To make a custom offering is to establish a special and unique relationship with an individual or group of individuals at a specific time. Each acknowledges the other. The words exchanged are supported by gifts, the most important of which are traditionally Kanak shell money, which represents the clan ancestor and the sacred yams.
The custom offering recognises the hierarchies of the chefferie or chiefdom, its structures separated by rights and a management similar to local government.
In the tribes, there is an order, a power to be respected. Thus permission needs to be requested from the grande chefferie, the high chiefdom, to gain access to the sea, the mountains or to travel on the tribe’s land.
This fundamental and essential act is carried out by those responsible for the tourist bodies. Once this act has been accepted, they can then sell their services to the tourists. So when you arrive in the tribal village, the main permissions have already been given. The high chief will have divided the gifts up according to the hierarchy and organisation of the tribe.
The custom welcome ceremony
Outside Noumea, Kanak culture is part of daily life and it is usual, when you arrive in a tribal village, to go to the petit chef, the village chief, or the high chief (if he is available) and make him a gift which increases in size depending on your requests (a 1000F note folded up in a manou, a length of coloured fabric). This is what is called here “faire la coutume”, making a custom offering.
Just as you would never go empty-handed to someone’s place in your country, respect for the Kanak people is shown by this very widespread custom that you must be aware of. In exchange, you will be warmly welcomed and this offering will be returned to you a hundredfold, by allowing you to taste the region’s specialities and fruits and inviting you to share a unique moment of discovery. Respect for custom can also be shown through the ban on entering certain taboo places without prior permission from the clan or tribal chiefs. Before visiting these places, you will sometimes have to make a verbal request or ritual act in a custom ceremony, during which words of welcome are pronounced following an exchange of gifts. Do not hesitate to ask for information from Kanaks whom you meet; they will explain the meaning of these symbolic acts to you and will show you the procedure to be followed.
The custom offering
What should you do?
The custom offering is a sign of thoughtfulness that is carried out in the greatest simplicity.
When you are invited to a friend’s place, you take a bottle of wine, a bouquet of flowers or a gift.
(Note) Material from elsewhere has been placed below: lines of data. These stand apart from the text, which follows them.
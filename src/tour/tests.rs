use std::cell::RefCell;
use std::rc::Rc;
use std::sync::Arc;

use glam::Vec3;

use super::*;
use crate::error::GalleryError;
use crate::hotspot::{HotspotPlacer, HotspotVisual, Icon, IconRegistry, PlacementConfig};
use crate::loader::{ManualExecutor, MemorySource, PanoramaLoader, mp4_bytes, png_bytes};
use crate::model::{Annotation, CatalogItem, Category, CategoryKind, HotspotSpec, MediaKind};

#[derive(Debug, Clone, PartialEq)]
enum Event {
    Navigate(String),
    Exit,
    LoadError(String),
}

#[derive(Clone, Default)]
struct Recorder(Rc<RefCell<Vec<Event>>>);

impl Recorder {
    fn events(&self) -> Vec<Event> {
        self.0.borrow().clone()
    }
}

impl TourListener for Recorder {
    fn on_navigate(&mut self, node_id: &str) {
        self.0.borrow_mut().push(Event::Navigate(node_id.to_string()));
    }

    fn on_tour_exit(&mut self) {
        self.0.borrow_mut().push(Event::Exit);
    }

    fn on_load_error(&mut self, error: &GalleryError) {
        self.0.borrow_mut().push(Event::LoadError(error.to_string()));
    }
}

struct Harness {
    executor: Arc<ManualExecutor>,
    navigator: TourNavigator,
    events: Recorder,
}

impl Harness {
    fn new() -> Self {
        let source = MemorySource::new()
            .with("a.png", png_bytes(2, 1, [255, 0, 0, 255]))
            .with("b.png", png_bytes(2, 1, [0, 255, 0, 255]))
            .with("c.png", png_bytes(2, 1, [0, 0, 255, 255]))
            .with("d.mp4", mp4_bytes(3840, 1920))
            .with("broken.png", b"not an image".to_vec());

        let executor = Arc::new(ManualExecutor::new());
        let loader = PanoramaLoader::new(executor.clone(), Arc::new(source));

        let mut icons = IconRegistry::new();
        let arrow = Icon::from_bytes("arrow", &png_bytes(4, 4, [255, 255, 255, 255])).unwrap();
        icons.insert("arrow", arrow);
        let placer = HotspotPlacer::new(icons, PlacementConfig::default());

        let events = Recorder::default();
        let navigator = TourNavigator::new(loader, placer, Vec3::ZERO).with_listener(events.clone());
        Self {
            executor,
            navigator,
            events,
        }
    }

    /// Run every queued load and apply the results.
    fn settle(&mut self) {
        self.executor.run_all();
        self.navigator.poll();
    }
}

fn node(id: &str, url: &str) -> CatalogItem {
    CatalogItem::new(id, id, url, MediaKind::from_url(url)).panoramic()
}

fn house_tour() -> Category {
    let b_hotspots = vec![
        HotspotSpec::new(Vec3::new(1.0, 0.0, 5.0))
            .with_icon("icons/arrow.png")
            .with_target("C"),
        HotspotSpec::new(Vec3::new(-1.0, 1.0, 5.0))
            .with_annotation(Annotation::new("Kitchen", "#ZZZZZZ", 0.0)),
        HotspotSpec::new(Vec3::new(0.0, 0.0, -5.0))
            .with_icon("arrow")
            .with_target("Z"),
    ];
    let c_hotspots = vec![
        HotspotSpec::new(Vec3::new(0.0, 0.0, 5.0))
            .with_icon("arrow")
            .with_target("B"),
        HotspotSpec::new(Vec3::new(0.0, 0.0, -5.0))
            .with_icon("arrow")
            .with_target("broken"),
    ];
    Category::new(
        "House",
        CategoryKind::Tour,
        vec![
            node("A", "a.png"),
            node("B", "b.png").as_default().with_hotspots(b_hotspots),
            node("C", "c.png").with_hotspots(c_hotspots),
            node("broken", "broken.png"),
            node("D", "d.mp4"),
        ],
    )
}

fn displaying(node: &str) -> TourState {
    TourState::Displaying {
        node: node.to_string(),
    }
}

#[test]
fn test_start_tour_shows_default_node() {
    let mut h = Harness::new();
    h.navigator.start_tour(&house_tour()).unwrap();

    assert!(matches!(h.navigator.state(), TourState::Loading { node, previous: None } if node == "B"));
    assert!(h.navigator.stage().hotspots().is_empty());
    assert_eq!(h.navigator.stage().background(), &Background::Scene);

    h.settle();
    assert_eq!(h.navigator.state(), &displaying("B"));
    assert_eq!(h.navigator.stage().displayed_node(), Some("B"));
    assert_eq!(h.navigator.session().unwrap().current_node_id(), Some("B"));
    assert_eq!(h.events.events(), vec![Event::Navigate("B".into())]);
}

#[test]
fn test_hotspots_installed_after_background() {
    let mut h = Harness::new();
    h.navigator.start_tour(&house_tour()).unwrap();
    h.settle();

    let hotspots = h.navigator.stage().hotspots();
    assert_eq!(hotspots.len(), 3);
    assert_eq!(h.navigator.stage().target_of(0), Some("C"));
    assert!(matches!(hotspots[0].visual, HotspotVisual::Icon(_)));
    assert_eq!(hotspots[0].position, Vec3::new(-1.0, 0.0, 5.0));
}

#[test]
fn test_invalid_annotation_color_falls_back_to_white() {
    let mut h = Harness::new();
    h.navigator.start_tour(&house_tour()).unwrap();
    h.settle();

    let text = &h.navigator.stage().hotspots()[1];
    assert_eq!(text.text(), Some("Kitchen"));
    assert!(!text.is_interactive());
    match &text.visual {
        HotspotVisual::Text {
            color, font_size, ..
        } => {
            assert_eq!(*color, [255, 255, 255, 255]);
            assert_eq!(*font_size, PlacementConfig::default().default_font_size);
        }
        other => panic!("expected text billboard, got {:?}", other),
    }
}

#[test]
fn test_click_through_to_next_node() {
    let mut h = Harness::new();
    h.navigator.start_tour(&house_tour()).unwrap();
    h.settle();

    let target = h.navigator.stage().target_of(0).unwrap().to_string();
    h.navigator.select_hotspot(&target).unwrap();
    assert!(h.navigator.stage().hotspots().is_empty());
    assert!(matches!(
        h.navigator.state(),
        TourState::Loading { node, previous: Some(prev) } if node == "C" && prev == "B"
    ));
    // The old panorama stays up while the next one loads
    assert_eq!(h.navigator.stage().displayed_node(), Some("B"));

    h.settle();
    assert_eq!(h.navigator.state(), &displaying("C"));
    assert_eq!(h.navigator.stage().displayed_node(), Some("C"));
    assert_eq!(h.navigator.stage().target_of(0), Some("B"));
    assert_eq!(
        h.events.events(),
        vec![Event::Navigate("B".into()), Event::Navigate("C".into())]
    );
}

#[test]
fn test_unknown_target_is_ignored() {
    let mut h = Harness::new();
    h.navigator.start_tour(&house_tour()).unwrap();
    h.settle();

    let before = h.navigator.stage().hotspots().to_vec();
    let err = h.navigator.select_hotspot("Z").unwrap_err();
    assert_eq!(err, GalleryError::unknown_node("Z"));
    assert_eq!(h.navigator.state(), &displaying("B"));
    assert_eq!(h.navigator.stage().hotspots(), before.as_slice());
    assert_eq!(h.executor.pending_count(), 0);
}

#[test]
fn test_select_while_loading_is_rejected() {
    let mut h = Harness::new();
    h.navigator.start_tour(&house_tour()).unwrap();

    let err = h.navigator.select_hotspot("C").unwrap_err();
    assert_eq!(
        err,
        GalleryError::InvalidState {
            operation: "select a hotspot",
            state: "loading",
        }
    );
}

#[test]
fn test_stale_load_does_not_show() {
    let mut h = Harness::new();
    h.navigator.start_tour(&house_tour()).unwrap();
    h.settle();

    // Leave C's load pending, then restart the tour at B
    h.navigator.select_hotspot("C").unwrap();
    h.navigator.start_tour(&house_tour()).unwrap();

    // The newest job (B) finishes first, the stale one (C) afterwards
    h.executor.run_latest();
    h.executor.run_all();
    h.navigator.poll();

    assert_eq!(h.navigator.state(), &displaying("B"));
    assert_eq!(h.navigator.stage().displayed_node(), Some("B"));
    assert_eq!(h.navigator.stage().hotspots().len(), 3);
}

#[test]
fn test_masked_load_failure_stays_on_previous() {
    let mut h = Harness::new();
    h.navigator.start_tour(&house_tour()).unwrap();
    h.settle();
    h.navigator.select_hotspot("C").unwrap();
    h.settle();

    h.navigator.select_hotspot("broken").unwrap();
    assert!(h.navigator.stage().hotspots().is_empty());
    h.settle();

    assert_eq!(h.navigator.state(), &displaying("C"));
    assert_eq!(h.navigator.stage().displayed_node(), Some("C"));
    assert_eq!(h.navigator.stage().hotspots().len(), 2);
    assert!(!h.events.events().iter().any(|e| matches!(e, Event::LoadError(_))));
}

#[test]
fn test_initial_load_failure_returns_to_idle() {
    let mut h = Harness::new();
    let tour = Category::new(
        "Broken",
        CategoryKind::Tour,
        vec![node("X", "missing.png").as_default()],
    );
    h.navigator.start_tour(&tour).unwrap();
    h.settle();

    assert_eq!(h.navigator.state(), &TourState::Idle);
    assert!(!h.navigator.is_active());
    assert_eq!(h.navigator.stage().background(), &Background::Scene);
    let events = h.events.events();
    assert_eq!(events.len(), 1);
    assert!(matches!(&events[0], Event::LoadError(msg) if msg.contains("missing.png")));
}

#[test]
fn test_exit_restores_scene() {
    let mut h = Harness::new();
    h.navigator.start_tour(&house_tour()).unwrap();
    h.settle();

    h.navigator.exit();
    assert_eq!(h.navigator.state(), &TourState::Idle);
    assert!(h.navigator.session().is_none());
    assert_eq!(h.navigator.stage().background(), &Background::Scene);
    assert_eq!(h.navigator.stage().playback(), &Playback::Stopped);
    assert!(h.navigator.stage().hotspots().is_empty());
    assert_eq!(h.events.events().last(), Some(&Event::Exit));
}

#[test]
fn test_exit_after_navigating_while_next_node_loads() {
    let mut h = Harness::new();
    h.navigator.start_tour(&house_tour()).unwrap();
    h.settle();
    h.navigator.select_hotspot("C").unwrap();
    h.settle();

    // C's panorama is still on the background while B loads
    h.navigator.select_hotspot("B").unwrap();
    assert!(matches!(
        h.navigator.state(),
        TourState::Loading { previous: Some(prev), .. } if prev == "C"
    ));
    h.navigator.exit();
    h.settle();

    assert_eq!(h.navigator.state(), &TourState::Idle);
    assert_eq!(h.navigator.stage().background(), &Background::Scene);
    assert_eq!(h.navigator.stage().playback(), &Playback::Stopped);
    assert!(h.navigator.stage().hotspots().is_empty());
    assert_eq!(
        h.events.events(),
        vec![
            Event::Navigate("B".into()),
            Event::Navigate("C".into()),
            Event::Exit
        ]
    );
}

#[test]
fn test_exit_while_loading_drops_the_load() {
    let mut h = Harness::new();
    h.navigator.start_tour(&house_tour()).unwrap();
    h.navigator.exit();
    h.settle();

    assert_eq!(h.navigator.state(), &TourState::Idle);
    assert_eq!(h.navigator.stage().background(), &Background::Scene);
    assert_eq!(h.events.events(), vec![Event::Exit]);
}

#[test]
fn test_exit_when_idle_is_noop() {
    let mut h = Harness::new();
    h.navigator.exit();
    assert!(h.events.events().is_empty());
}

#[test]
fn test_video_node_loops_and_stops_on_exit() {
    let mut h = Harness::new();
    let tour = Category::new(
        "Video tour",
        CategoryKind::Tour,
        vec![node("D", "d.mp4").as_default()],
    );
    h.navigator.start_tour(&tour).unwrap();
    h.settle();

    assert_eq!(
        h.navigator.stage().playback(),
        &Playback::Looping {
            url: "d.mp4".to_string()
        }
    );
    h.navigator.exit();
    assert_eq!(h.navigator.stage().playback(), &Playback::Stopped);
}

#[test]
fn test_start_tour_rejects_non_tours() {
    let mut h = Harness::new();
    let gallery = Category::new("Photos", CategoryKind::Image, vec![node("A", "a.png")]);
    assert!(matches!(
        h.navigator.start_tour(&gallery),
        Err(GalleryError::NotATour { .. })
    ));

    let empty = Category::new("Empty", CategoryKind::Tour, Vec::new());
    assert!(matches!(
        h.navigator.start_tour(&empty),
        Err(GalleryError::EmptyCategory { .. })
    ));
    assert_eq!(h.navigator.state(), &TourState::Idle);
}

#[test]
fn test_first_item_is_default_when_none_flagged() {
    let mut h = Harness::new();
    let tour = Category::new(
        "Flat",
        CategoryKind::Tour,
        vec![node("A", "a.png"), node("C", "c.png")],
    );
    h.navigator.start_tour(&tour).unwrap();
    h.settle();
    assert_eq!(h.navigator.state(), &displaying("A"));
}

#[test]
fn test_start_panorama_is_single_node_session() {
    let mut h = Harness::new();
    h.navigator.start_panorama(&node("A", "a.png")).unwrap();
    h.settle();

    assert_eq!(h.navigator.state(), &displaying("A"));
    assert_eq!(h.navigator.session().unwrap().graph().len(), 1);
    assert!(h.navigator.stage().hotspots().is_empty());
}

#[test]
fn test_refresh_uses_current_viewer_position() {
    let mut h = Harness::new();
    h.navigator.start_tour(&house_tour()).unwrap();
    h.settle();
    let before = h.navigator.stage().hotspots()[0].rotation;

    h.navigator.set_viewer(Vec3::new(-1.0, 0.0, 0.0));
    h.navigator.refresh_hotspots().unwrap();
    let after = h.navigator.stage().hotspots()[0].rotation;
    assert_ne!(before, after);
    assert_eq!(h.navigator.stage().hotspots().len(), 3);
}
In the tribe, it’s the same thing, and to establish a relationship with your hosts, you offer a manou (a length of fabric that you will easily find in the bush shops or souvenir stands), a 500 or 1 000 franc note, rice or food (especially if you are going to a tribal village that is a long way from shops), or even a souvenir from your country of origin.
More than the article, it is the act and the words that count. Those pronounced by the Kanaks (if they accept your custom gift) will show you that from now on you are their guest, and they will protect you.
Take care then not to interrupt them. Then it is your turn, and you humbly express your delight to be welcomed, and thank your hosts for this sharing. Their way of listening to you and showing you respect is often to lower their eyes. Don’t be surprised by this.
Download the brochure “The custom offering”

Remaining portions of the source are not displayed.